Now continue your walk through the garden. Although it is only one acre in size, the trail system is one-third mile in length with a surprise around every bend!
Photo sent by John Palmer |
First you go by a bulletin board naming donors and containing an orientation map and at the first bend is a plaque declaring "He plants trees to benefit another generation," bordered by large rhododendron hybrids donated by Arnold Hyde. As the serpentine path continues you see a grouping of plants donated by Russell and Velma Haag, Ted and Ann Richardson, and Larry Presnell. Next you reach a garden shelter in which to picnic, escape from a surprise shower, or take a nap. The shelter is topped with a weathervane forged in the shape of a rhododendron leaf. Outside the shelter is the start of a golden chain tree ( Laburnum x watereri 'Vossii') arch tunneling over a rock-walled resting place.
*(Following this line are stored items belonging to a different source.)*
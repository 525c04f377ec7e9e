use tracing::{debug, warn};

use crate::error::BlasError;
use crate::routines::BlasRoutines;

/// Minimum slice length needed to address `n` elements at stride `inc`. `None` on overflow.
pub fn required_len(n: usize, inc: usize) -> Option<usize> {
    if n == 0 {
        return Some(0);
    }
    (n - 1).checked_mul(inc)?.checked_add(1)
}

fn blas_int(n: usize) -> Result<i32, BlasError> {
    i32::try_from(n).map_err(|_| BlasError::CountOutOfRange { n })
}

fn blas_stride(arg: &'static str, inc: usize) -> Result<i32, BlasError> {
    if inc == 0 {
        return Err(BlasError::ZeroStride { arg });
    }
    i32::try_from(inc).map_err(|_| BlasError::StrideOutOfRange { arg, inc })
}

fn check_len(arg: &'static str, len: usize, n: usize, inc: usize) -> Result<(), BlasError> {
    let required = required_len(n, inc).ok_or(BlasError::LengthOverflow { arg, n, inc })?;
    if len < required {
        return Err(BlasError::TooShort { arg, len, required });
    }
    Ok(())
}

fn validate_axpy(n: usize, x_len: usize, incx: usize, y_len: usize, incy: usize) -> Result<(i32, i32, i32), BlasError> {
    let incx_blas = blas_stride("x", incx)?;
    let incy_blas = blas_stride("y", incy)?;
    let n_blas = blas_int(n)?;
    check_len("x", x_len, n, incx)?;
    check_len("y", y_len, n, incy)?;
    Ok((n_blas, incx_blas, incy_blas))
}

fn validate_scal(n: usize, x_len: usize, incx: usize) -> Result<(i32, i32), BlasError> {
    let incx_blas = blas_stride("x", incx)?;
    let n_blas = blas_int(n)?;
    check_len("x", x_len, n, incx)?;
    Ok((n_blas, incx_blas))
}

/// y += alpha * x, over `n` elements of each vector at the given strides.
///
/// All arguments are validated before anything is handed to BLAS; on error `y` is left
///  unchanged. Elements of `y` that are not addressed by the strided access are never touched.
pub fn axpy<T: BlasRoutines>(n: usize, alpha: T, x: &[T], incx: usize, y: &mut [T], incy: usize) -> Result<(), BlasError> {
    let (n_blas, incx_blas, incy_blas) = validate_axpy(n, x.len(), incx, y.len(), incy)
        .inspect_err(|e| warn!("rejected axpy call: {e}"))?;
    if n == 0 {
        return Ok(());
    }

    debug!(n, incx, incy, "calling axpy");
    unsafe {
        T::axpy(n_blas, alpha, x, incx_blas, y, incy_blas);
    }
    Ok(())
}

/// x *= alpha, over `n` elements at stride `incx`.
pub fn scal<T: BlasRoutines>(n: usize, alpha: T, x: &mut [T], incx: usize) -> Result<(), BlasError> {
    let (n_blas, incx_blas) = validate_scal(n, x.len(), incx)
        .inspect_err(|e| warn!("rejected scal call: {e}"))?;
    if n == 0 {
        return Ok(());
    }

    debug!(n, incx, "calling scal");
    unsafe {
        T::scal(n_blas, alpha, x, incx_blas);
    }
    Ok(())
}

/// y += alpha * x for two contiguous vectors of the same length
pub fn axpy_slices<T: BlasRoutines>(alpha: T, x: &[T], y: &mut [T]) -> Result<(), BlasError> {
    if x.len() != y.len() {
        warn!(x = x.len(), y = y.len(), "rejected axpy call: length mismatch");
        return Err(BlasError::LengthMismatch { x: x.len(), y: y.len() });
    }
    axpy(x.len(), alpha, x, 1, y, 1)
}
Back on the path, you proceed to the center of the garden where an outdoor classroom centers on a millstone donated by the landscape architect. This Ogden Circle is surrounded by columnar boxwoods ( Buxus sempervirens 'Columnar'). After a lengthy pause in the circle, you reenter the path system and progress to the memorial plaque area. There is a short alley flanked by a twisting, split-rail fence, and the plaque on a large white quartz boulder dedicates the garden in memory of the parents of Mr. and Mrs. William Hall whose gifts made it all possible.
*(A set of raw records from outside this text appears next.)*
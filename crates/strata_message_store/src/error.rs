use std::path::PathBuf;

use thiserror::Error;

/// Type alias for `Result<T, strata_message_store::Error>`
pub type Result<T, E = Error> = std::result::Result<T, E>;

/// Represents all the ways a store operation can fail.
#[derive(Debug, Error)]
pub enum Error {
    /// The stream was not at the version the writer expected.
    #[error("expected stream \"{stream_id}\" to be at version {expected_version}, got {actual_version}")]
    Concurrency {
        stream_id: String,
        expected_version: u64,
        actual_version: u64,
    },
    #[error(transparent)]
    Io(#[from] std::io::Error),
    #[error("failed to serialize record: {0}")]
    SerializeRecord(#[source] serde_json::Error),
    #[error("failed to deserialize record on line {line}: {source}")]
    DeserializeRecord {
        line: usize,
        #[source]
        source: serde_json::Error,
    },
    /// Another store holds the write lock on the log file.
    #[error("log file {} is locked by another writer", path.display())]
    Locked {
        path: PathBuf,
        #[source]
        source: std::io::Error,
    },
    /// A failed append could not be rolled back, so the file ends in a partial record.
    #[error("log file {} ends in a partial record that could not be removed", path.display())]
    Poisoned { path: PathBuf },
    /// The store was opened read-only.
    #[error("store is read-only")]
    ReadOnly,
    /// Read write lock error.
    #[error("could not get read/write lock")]
    RwPoison,
}

impl Error {
    pub fn is_concurrency(&self) -> bool {
        matches!(self, Error::Concurrency { .. })
    }
}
Drawing sent by John Palmer |
The trail leads next to the rockery, a collection of lichen and moss covered stones from a nearby mountainous area, across from which are three benches fashioned by a crafts curriculum graduate. Northward you proceed past an ancient short-leaf pine ( Pinus echinata ) then wind around downhill via the outer perimeter trail, passing by an unusual "orange" rock, a large twin white oak ( Quercus alba ) and another bench designed with a permanent wheel attached which was inspired by a similar bench in Trewithen Garden in Cornwall, England, built by another Haywood Tech crafts graduate. You are now back at the starting point, exiting to the parking lot amid a windbreak planting of white pines and hemlock.
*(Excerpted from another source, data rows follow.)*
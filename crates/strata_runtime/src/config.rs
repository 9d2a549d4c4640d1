use std::path::PathBuf;

use async_trait::async_trait;
use serde::Deserialize;
use serde_json::Value;
use strata_message_store::{
    AppendOnlyStore, FileStore, InMemoryStore, Result, StreamRecord, TimeRange,
};

pub const DEFAULT_MAX_CONFLICT_RETRIES: u8 = 8;
pub const DEFAULT_NOTIFICATION_CAPACITY: usize = 1024;

/// Runtime settings shared by the event store and its repositories.
#[derive(Clone, Debug, PartialEq, Eq, Deserialize)]
#[serde(default, rename_all = "snake_case")]
pub struct RuntimeConfig {
    /// Bounded context mixed into every stream name.
    pub context: Option<String>,
    /// How many times a save is retried after the resolver accepts a conflict.
    pub max_conflict_retries: u8,
    /// Buffer size of the saved event broadcast channel.
    pub notification_capacity: usize,
    pub store: StoreConfig,
}

impl Default for RuntimeConfig {
    fn default() -> Self {
        RuntimeConfig {
            context: None,
            max_conflict_retries: DEFAULT_MAX_CONFLICT_RETRIES,
            notification_capacity: DEFAULT_NOTIFICATION_CAPACITY,
            store: StoreConfig::default(),
        }
    }
}

#[derive(Clone, Debug, Default, PartialEq, Eq, Deserialize)]
#[serde(tag = "type", rename_all = "snake_case")]
pub enum StoreConfig {
    #[default]
    Memory,
    File {
        path: PathBuf,
        /// Sync the file to disk after every append.
        #[serde(default)]
        sync: bool,
    },
}

impl StoreConfig {
    pub fn open(&self) -> Result<ConfiguredStore> {
        match self {
            StoreConfig::Memory => Ok(ConfiguredStore::Memory(InMemoryStore::new())),
            StoreConfig::File { path, sync } => {
                Ok(ConfiguredStore::File(FileStore::open(path, *sync)?))
            }
        }
    }
}

/// The backend selected by a [`StoreConfig`].
#[derive(Debug)]
pub enum ConfiguredStore {
    Memory(InMemoryStore),
    File(FileStore),
}

#[async_trait]
impl AppendOnlyStore for ConfiguredStore {
    async fn append(
        &self,
        stream_id: &str,
        data: Vec<Value>,
        expected_version: u64,
    ) -> Result<Vec<StreamRecord>> {
        match self {
            ConfiguredStore::Memory(store) => store.append(stream_id, data, expected_version).await,
            ConfiguredStore::File(store) => store.append(stream_id, data, expected_version).await,
        }
    }

    async fn read_records(
        &self,
        stream_id: &str,
        after_version: u64,
        limit: Option<usize>,
    ) -> Result<Vec<StreamRecord>> {
        match self {
            ConfiguredStore::Memory(store) => {
                store.read_records(stream_id, after_version, limit).await
            }
            ConfiguredStore::File(store) => {
                store.read_records(stream_id, after_version, limit).await
            }
        }
    }

    async fn read_all_records(
        &self,
        skip: usize,
        limit: Option<usize>,
    ) -> Result<Vec<StreamRecord>> {
        match self {
            ConfiguredStore::Memory(store) => store.read_all_records(skip, limit).await,
            ConfiguredStore::File(store) => store.read_all_records(skip, limit).await,
        }
    }

    async fn read_all_records_in_range(&self, range: TimeRange) -> Result<Vec<StreamRecord>> {
        match self {
            ConfiguredStore::Memory(store) => store.read_all_records_in_range(range).await,
            ConfiguredStore::File(store) => store.read_all_records_in_range(range).await,
        }
    }
}

#[cfg(test)]
mod tests {
    use super::*;

    #[test]
    fn defaults() {
        let config: RuntimeConfig = serde_json::from_str("{}").unwrap();
        assert_eq!(config, RuntimeConfig::default());
        assert_eq!(config.max_conflict_retries, 8);
        assert_eq!(config.store, StoreConfig::Memory);
    }

    #[test]
    fn file_store_from_json() {
        let config: RuntimeConfig = serde_json::from_str(
            r#"{
                "context": "billing",
                "max_conflict_retries": 2,
                "store": { "type": "file", "path": "/var/lib/strata/events.log" }
            }"#,
        )
        .unwrap();
        assert_eq!(config.context.as_deref(), Some("billing"));
        assert_eq!(config.max_conflict_retries, 2);
        assert_eq!(config.notification_capacity, DEFAULT_NOTIFICATION_CAPACITY);
        assert_eq!(
            config.store,
            StoreConfig::File {
                path: PathBuf::from("/var/lib/strata/events.log"),
                sync: false,
            }
        );
    }

    #[tokio::test]
    async fn opens_selected_backend() {
        let dir = tempfile::tempdir().unwrap();
        let config = StoreConfig::File {
            path: dir.path().join("events.log"),
            sync: true,
        };
        let store = config.open().unwrap();
        assert!(matches!(store, ConfiguredStore::File(_)));

        store.append("s", vec![Value::Null], 0).await.unwrap();
        assert_eq!(store.read_all_records(0, None).await.unwrap().len(), 1);
    }
}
Supervising the project was John G. Palmer, director of the Campus Arboretum and adjunct forestry instructor, who looks on the Rhododendron Garden as one of several centers of floral attractions on the 80-acre college grounds. The campus itself, from its recent beginnings, has had as its guiding inspiration the words of industrialist benefactor A. L. Freedlander, "To strive to become one of the most beautifully landscaped grounds in Haywood County - and to serve as an exemplar for managed outdoor beauty.
Mr. Spears is the public information officer at Haywood Technical College. Many of the garden supporters are active in the Southeastern Chapter of the American Rhododendron Society, based in Asheville, North Carolina.